## Exercise objective
Gather each line of the entries below that includes "should".

## Provided records
use std::sync::{
    atomic::{AtomicBool, AtomicUsize, Ordering},
    Arc, Mutex,
};

use fragments_api::{FragmentsApiClient, FragmentsApiConfig, FragmentsApiError};
use generation_provider::{
    FragmentSnapshot, GenerationEndpoint, GenerationRequest, LlmModel, LlmModelConfig,
    RequestMessage, SandboxRequest,
};
use serde_json::json;
use tokio::io::{AsyncReadExt, AsyncWriteExt};
use tokio::net::{TcpListener, TcpStream};
use tokio::task::JoinHandle;
use tokio::time::{sleep, timeout, Duration};

fn allow_local_integration() -> bool {
    std::env::var("FRAGMENTS_API_ALLOW_LOCAL_INTEGRATION")
        .map(|value| matches!(value.as_str(), "1" | "true" | "TRUE" | "yes" | "YES"))
        .unwrap_or(false)
}

#[derive(Clone)]
struct ResponseChunk {
    delay_ms: u64,
    bytes: Vec<u8>,
}

#[derive(Clone)]
enum ScriptedResponse {
    Respond {
        status: u16,
        content_type: &'static str,
        chunks: Vec<ResponseChunk>,
    },
}

struct ScriptedServer {
    base_url: String,
    request_lines: Arc<Mutex<Vec<String>>>,
    handle: JoinHandle<()>,
}

impl ScriptedServer {
    async fn new(scripts: Vec<ScriptedResponse>) -> Self {
        let scripts = Arc::new(scripts);
        let request_count = Arc::new(AtomicUsize::new(0));
        let request_lines = Arc::new(Mutex::new(Vec::new()));
        let listener = TcpListener::bind("127.0.0.1:0")
            .await
            .expect("local TCP listener should bind");
        let addr = listener
            .local_addr()
            .expect("resolved local listener address");
        let base_url = format!("http://{addr}");

        let handle = tokio::spawn({
            let scripts = Arc::clone(&scripts);
            let request_lines = Arc::clone(&request_lines);

            async move {
                loop {
                    let (socket, _) = match listener.accept().await {
                        Ok(pair) => pair,
                        Err(_) => break,
                    };
                    let scripts = Arc::clone(&scripts);
                    let request_count = Arc::clone(&request_count);
                    let request_lines = Arc::clone(&request_lines);
                    tokio::spawn(async move {
                        serve_one(socket, scripts, request_count, request_lines).await;
                    });
                }
            }
        });

        Self {
            base_url,
            request_lines,
            handle,
        }
    }

    fn request_lines(&self) -> Vec<String> {
        self.request_lines
            .lock()
            .expect("request line log should not be poisoned")
            .clone()
    }

    fn shutdown(&self) {
        self.handle.abort();
    }
}

fn response_text(status: u16, chunks: &[&str]) -> ScriptedResponse {
    ScriptedResponse::Respond {
        status,
        content_type: "text/plain; charset=utf-8",
        chunks: chunks
            .iter()
            .map(|chunk| ResponseChunk {
                delay_ms: 0,
                bytes: chunk.as_bytes().to_vec(),
            })
            .collect(),
    }
}

fn response_json(status: u16, body: &str) -> ScriptedResponse {
    ScriptedResponse::Respond {
        status,
        content_type: "application/json",
        chunks: vec![ResponseChunk {
            delay_ms: 0,
            bytes: body.as_bytes().to_vec(),
        }],
    }
}

fn generation_request(endpoint: GenerationEndpoint) -> GenerationRequest {
    GenerationRequest {
        run_id: 1,
        endpoint,
        user_id: "user-1".to_string(),
        team_id: None,
        messages: vec![RequestMessage::user_text("build a counter")],
        template: json!({"nextjs-developer": {}}),
        model: LlmModel {
            id: "claude-sonnet-4-20250514".to_string(),
            provider: "Anthropic".to_string(),
            provider_id: "anthropic".to_string(),
            name: "Claude Sonnet 4".to_string(),
            multi_modal: true,
        },
        config: LlmModelConfig::for_model("claude-sonnet-4-20250514"),
        context: None,
        context_meta: None,
        current_fragment: None,
    }
}

fn client_for(server: &ScriptedServer) -> FragmentsApiClient {
    FragmentsApiClient::new(FragmentsApiConfig::new(&server.base_url)).expect("client")
}

#[tokio::test]
async fn stream_integration_reports_cumulative_snapshots_and_final_object() {
    if !allow_local_integration() {
        return;
    }

    let server = ScriptedServer::new(vec![response_text(
        200,
        &[
            r#"{"commentary":"a"#,
            r#" b c","code":"x"#,
            r#" y","file_path":"pages/index.tsx","port":3000}"#,
        ],
    )])
    .await;

    let client = client_for(&server);
    let mut snapshots = Vec::new();
    let object = client
        .stream_object(&generation_request(GenerationEndpoint::Chat), None, |snapshot| {
            snapshots.push(snapshot)
        })
        .await
        .expect("stream should succeed");

    assert!(!snapshots.is_empty());
    assert_eq!(object.commentary.as_deref(), Some("a b c"));
    assert_eq!(object.code.as_deref(), Some("x y"));
    assert_eq!(object.port, Some(3000));
    assert_eq!(snapshots.last(), Some(&object));
    assert!(server.request_lines()[0].starts_with("POST /api/chat "));

    server.shutdown();
}

#[tokio::test]
async fn stream_integration_morph_endpoint_uses_its_own_route() {
    if !allow_local_integration() {
        return;
    }

    let server = ScriptedServer::new(vec![response_text(200, &[r#"{"commentary":"patched"}"#])]).await;

    let mut request = generation_request(GenerationEndpoint::MorphChat);
    request.current_fragment = Some(FragmentSnapshot {
        code: Some("old".to_string()),
        file_path: Some("app.py".to_string()),
        ..FragmentSnapshot::default()
    });

    let object = client_for(&server)
        .stream_object(&request, None, |_| {})
        .await
        .expect("morph stream should succeed");

    assert_eq!(object.commentary.as_deref(), Some("patched"));
    assert!(server.request_lines()[0].starts_with("POST /api/morph-chat "));

    server.shutdown();
}

#[tokio::test]
async fn stream_integration_rate_limit_body_becomes_error_message() {
    if !allow_local_integration() {
        return;
    }

    let server = ScriptedServer::new(vec![response_text(
        429,
        &["You have reached your request limit for the day."],
    )])
    .await;

    let error = client_for(&server)
        .stream_object(&generation_request(GenerationEndpoint::Chat), None, |_| {})
        .await
        .expect_err("429 should fail");

    assert!(matches!(error, FragmentsApiError::Status { status, .. } if status.as_u16() == 429));
    assert!(error.to_string().contains("limit"));

    server.shutdown();
}

#[tokio::test]
async fn stream_integration_cancellation_during_stream() {
    if !allow_local_integration() {
        return;
    }

    let server = ScriptedServer::new(vec![ScriptedResponse::Respond {
        status: 200,
        content_type: "text/plain; charset=utf-8",
        chunks: vec![
            ResponseChunk {
                delay_ms: 0,
                bytes: br#"{"commentary":"stream"#.to_vec(),
            },
            ResponseChunk {
                delay_ms: 300,
                bytes: br#"ing"}"#.to_vec(),
            },
        ],
    }])
    .await;

    let client = Arc::new(client_for(&server));
    let cancellation = Arc::new(AtomicBool::new(false));
    let stream_task = tokio::spawn({
        let client = Arc::clone(&client);
        let cancellation = Arc::clone(&cancellation);
        async move {
            client
                .stream_object(
                    &generation_request(GenerationEndpoint::Chat),
                    Some(&cancellation),
                    |_| {},
                )
                .await
        }
    });

    sleep(Duration::from_millis(120)).await;
    cancellation.store(true, Ordering::Release);

    let result = timeout(Duration::from_secs(5), stream_task)
        .await
        .expect("stream task should resolve")
        .expect("join handle should resolve")
        .expect_err("cancellation should abort stream");

    assert!(matches!(result, FragmentsApiError::Cancelled));
    server.shutdown();
}

#[tokio::test]
async fn sandbox_integration_decodes_execution_result() {
    if !allow_local_integration() {
        return;
    }

    let server = ScriptedServer::new(vec![response_json(
        200,
        r#"{"sbxId":"sbx-1","template":"nextjs-developer","url":"https://3000-sbx-1.e2b.app"}"#,
    )])
    .await;

    let result = client_for(&server)
        .provision_sandbox(
            &SandboxRequest {
                fragment: FragmentSnapshot::default(),
                user_id: Some("user-1".to_string()),
                team_id: None,
                access_token: None,
            },
            None,
        )
        .await
        .expect("sandbox should succeed");

    assert_eq!(result.sbx_id.as_deref(), Some("sbx-1"));
    assert_eq!(result.url.as_deref(), Some("https://3000-sbx-1.e2b.app"));
    assert!(server.request_lines()[0].starts_with("POST /api/sandbox "));

    server.shutdown();
}

#[tokio::test]
async fn sandbox_integration_failure_surfaces_status() {
    if !allow_local_integration() {
        return;
    }

    let server =
        ScriptedServer::new(vec![response_json(500, r#"{"error":"sandbox quota exceeded"}"#)])
            .await;

    let error = client_for(&server)
        .provision_sandbox(
            &SandboxRequest {
                fragment: FragmentSnapshot::default(),
                user_id: None,
                team_id: None,
                access_token: None,
            },
            None,
        )
        .await
        .expect_err("500 should fail");

    assert_eq!(error.to_string(), "sandbox quota exceeded");
    server.shutdown();
}

fn status_reason(status: u16) -> &'static str {
    match status {
        200 => "OK",
        400 => "Bad Request",
        429 => "Too Many Requests",
        500 => "Internal Server Error",
        _ => "Error",
    }
}

async fn serve_one(
    mut socket: TcpStream,
    scripts: Arc<Vec<ScriptedResponse>>,
    request_count: Arc<AtomicUsize>,
    request_lines: Arc<Mutex<Vec<String>>>,
) {
    let Ok(request_line) = read_request_headers(&mut socket).await else {
        return;
    };
    request_lines
        .lock()
        .expect("request line log should not be poisoned")
        .push(request_line);

    let index = request_count.fetch_add(1, Ordering::AcqRel);
    let response = scripts
        .get(index)
        .cloned()
        .unwrap_or_else(|| response_json(500, r##"{"error":"unexpected request"}"##));

    let ScriptedResponse::Respond {
        status,
        content_type,
        chunks,
    } = response;

    let headers = format!(
        "HTTP/1.1 {status} {}\r\nContent-Type: {}\r\nTransfer-Encoding: chunked\r\nConnection: close\r\n\r\n",
        status_reason(status),
        content_type,
    );

    if socket.write_all(headers.as_bytes()).await.is_err() {
        return;
    }

    for chunk in chunks {
        if chunk.delay_ms > 0 {
            sleep(Duration::from_millis(chunk.delay_ms)).await;
        }
        let prefix = format!("{:X}\r\n", chunk.bytes.len());
        if socket.write_all(prefix.as_bytes()).await.is_err() {
            return;
        }
        if socket.write_all(&chunk.bytes).await.is_err() {
            return;
        }
        if socket.write_all(b"\r\n").await.is_err() {
            return;
        }
    }

    let _ = socket.write_all(b"0\r\n\r\n").await;
    let _ = socket.shutdown().await;
}

/// Reads through the end of the request headers and returns the request line.
async fn read_request_headers(socket: &mut TcpStream) -> std::io::Result<String> {
    let mut request = Vec::new();
    let mut buffer = [0_u8; 2048];

    loop {
        let n = socket.read(&mut buffer).await?;
        if n == 0 {
            break;
        }
        request.extend_from_slice(&buffer[..n]);
        if request.windows(4).any(|window| window == b"\r\n\r\n") {
            break;
        }
    }

    let text = String::from_utf8_lossy(&request);
    Ok(text.lines().next().unwrap_or_default().to_string())
}
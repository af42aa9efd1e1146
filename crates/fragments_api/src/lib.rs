//! Transport-only client for the fragments generation and sandbox routes.
//!
//! The generation routes answer with a plain text stream carrying one JSON
//! object as it is being written. This crate turns that stream into cumulative
//! [`generation_provider::FragmentSnapshot`] values and owns nothing beyond
//! the HTTP exchange: no history, no retries, no UI state.

pub mod client;
pub mod config;
pub mod error;
pub mod partial_json;
pub mod stream;
pub mod url;

pub use client::{CancellationSignal, FragmentsApiClient};
pub use config::FragmentsApiConfig;
pub use error::FragmentsApiError;
pub use partial_json::{parse_partial_json, PartialJsonError};
pub use stream::ObjectStreamParser;
pub use url::{endpoint_url, SANDBOX_PATH};
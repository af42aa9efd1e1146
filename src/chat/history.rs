use generation_provider::{ExecutionResult, FragmentSnapshot};

use super::message::{ContentPart, Message, Role};

/// Fields to overwrite on an existing message. Unset fields are kept.
#[derive(Debug, Clone, Default, PartialEq)]
pub struct MessagePatch {
    pub content: Option<Vec<ContentPart>>,
    pub object: Option<FragmentSnapshot>,
    pub result: Option<ExecutionResult>,
}

/// Ordered conversation history, changed only by append, patch, undo and clear.
///
/// Every change bumps [`MessageHistory::revision`] so renderers can tell when
/// to redraw.
#[derive(Debug, Clone, Default, PartialEq)]
pub struct MessageHistory {
    messages: Vec<Message>,
    revision: u64,
}

impl MessageHistory {
    pub fn new() -> Self {
        Self::default()
    }

    pub fn messages(&self) -> &[Message] {
        &self.messages
    }

    pub fn len(&self) -> usize {
        self.messages.len()
    }

    pub fn is_empty(&self) -> bool {
        self.messages.is_empty()
    }

    pub fn get(&self, index: usize) -> Option<&Message> {
        self.messages.get(index)
    }

    pub fn last(&self) -> Option<&Message> {
        self.messages.last()
    }

    pub fn revision(&self) -> u64 {
        self.revision
    }

    /// Appends `message` and returns its index.
    pub fn append(&mut self, message: Message) -> usize {
        self.messages.push(message);
        self.revision += 1;
        self.messages.len() - 1
    }

    /// Overwrites the set fields of the message at `index`. Returns false when
    /// the index is out of range.
    pub fn patch(&mut self, index: usize, patch: MessagePatch) -> bool {
        let Some(message) = self.messages.get_mut(index) else {
            return false;
        };

        if let Some(content) = patch.content {
            message.content = content;
        }
        if let Some(object) = patch.object {
            message.object = Some(object);
        }
        if let Some(result) = patch.result {
            message.result = Some(result);
        }
        self.revision += 1;
        true
    }

    /// Index of the most recent assistant message.
    pub fn last_assistant_index(&self) -> Option<usize> {
        self.messages
            .iter()
            .rposition(|message| message.role == Role::Assistant)
    }

    /// Removes the last user/assistant pair. No-op with fewer than two entries.
    pub fn undo_last_turn(&mut self) -> bool {
        if self.messages.len() < 2 {
            return false;
        }

        let keep = self.messages.len() - 2;
        self.messages.truncate(keep);
        self.revision += 1;
        true
    }

    pub fn clear(&mut self) {
        if self.messages.is_empty() {
            return;
        }
        self.messages.clear();
        self.revision += 1;
    }
}

#[cfg(test)]
mod tests {
    use pretty_assertions::assert_eq;

    use super::*;

    fn user(text: &str) -> Message {
        Message::user(vec![ContentPart::text(text)])
    }

    fn assistant(text: &str) -> Message {
        Message::assistant(vec![ContentPart::text(text)], FragmentSnapshot::default())
    }

    #[test]
    fn append_returns_index_and_bumps_revision() {
        let mut history = MessageHistory::new();

        assert_eq!(history.append(user("a")), 0);
        assert_eq!(history.append(assistant("b")), 1);
        assert_eq!(history.revision(), 2);
        assert_eq!(history.last_assistant_index(), Some(1));
    }

    #[test]
    fn patch_overwrites_only_set_fields() {
        let mut history = MessageHistory::new();
        history.append(user("a"));
        history.append(assistant("draft"));

        assert!(history.patch(
            1,
            MessagePatch {
                result: Some(ExecutionResult {
                    url: Some("https://sbx.test".to_string()),
                    ..ExecutionResult::default()
                }),
                ..MessagePatch::default()
            }
        ));

        let message = history.get(1).expect("assistant message");
        assert_eq!(message.content, vec![ContentPart::text("draft")]);
        assert_eq!(
            message.result.as_ref().and_then(|result| result.url.as_deref()),
            Some("https://sbx.test")
        );
        assert!(!history.patch(5, MessagePatch::default()));
        assert_eq!(history.revision(), 3);
    }

    #[test]
    fn undo_removes_exactly_one_turn_pair() {
        let mut history = MessageHistory::new();
        history.append(user("one"));
        history.append(assistant("one"));
        history.append(user("two"));
        history.append(assistant("two"));

        assert!(history.undo_last_turn());
        assert_eq!(history.messages(), &[user("one"), assistant("one")]);

        assert!(history.undo_last_turn());
        assert!(history.is_empty());
    }

    #[test]
    fn undo_with_fewer_than_two_entries_is_noop() {
        let mut history = MessageHistory::new();
        assert!(!history.undo_last_turn());

        history.append(user("only"));
        let revision = history.revision();
        assert!(!history.undo_last_turn());
        assert_eq!(history.len(), 1);
        assert_eq!(history.revision(), revision);
    }

    #[test]
    fn clear_empties_history_once() {
        let mut history = MessageHistory::new();
        history.append(user("a"));
        history.clear();
        history.clear();

        assert!(history.is_empty());
        assert_eq!(history.revision(), 2);
    }
}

## Answer section
            .expect("local TCP listener should bind");
            .expect("request line log should not be poisoned")
        .expect("stream should succeed");
        .expect("morph stream should succeed");
        .expect_err("429 should fail");
        .expect("stream task should resolve")
        .expect("join handle should resolve")
        .expect_err("cancellation should abort stream");
        .expect("sandbox should succeed");
        .expect_err("500 should fail");
        .expect("request line log should not be poisoned")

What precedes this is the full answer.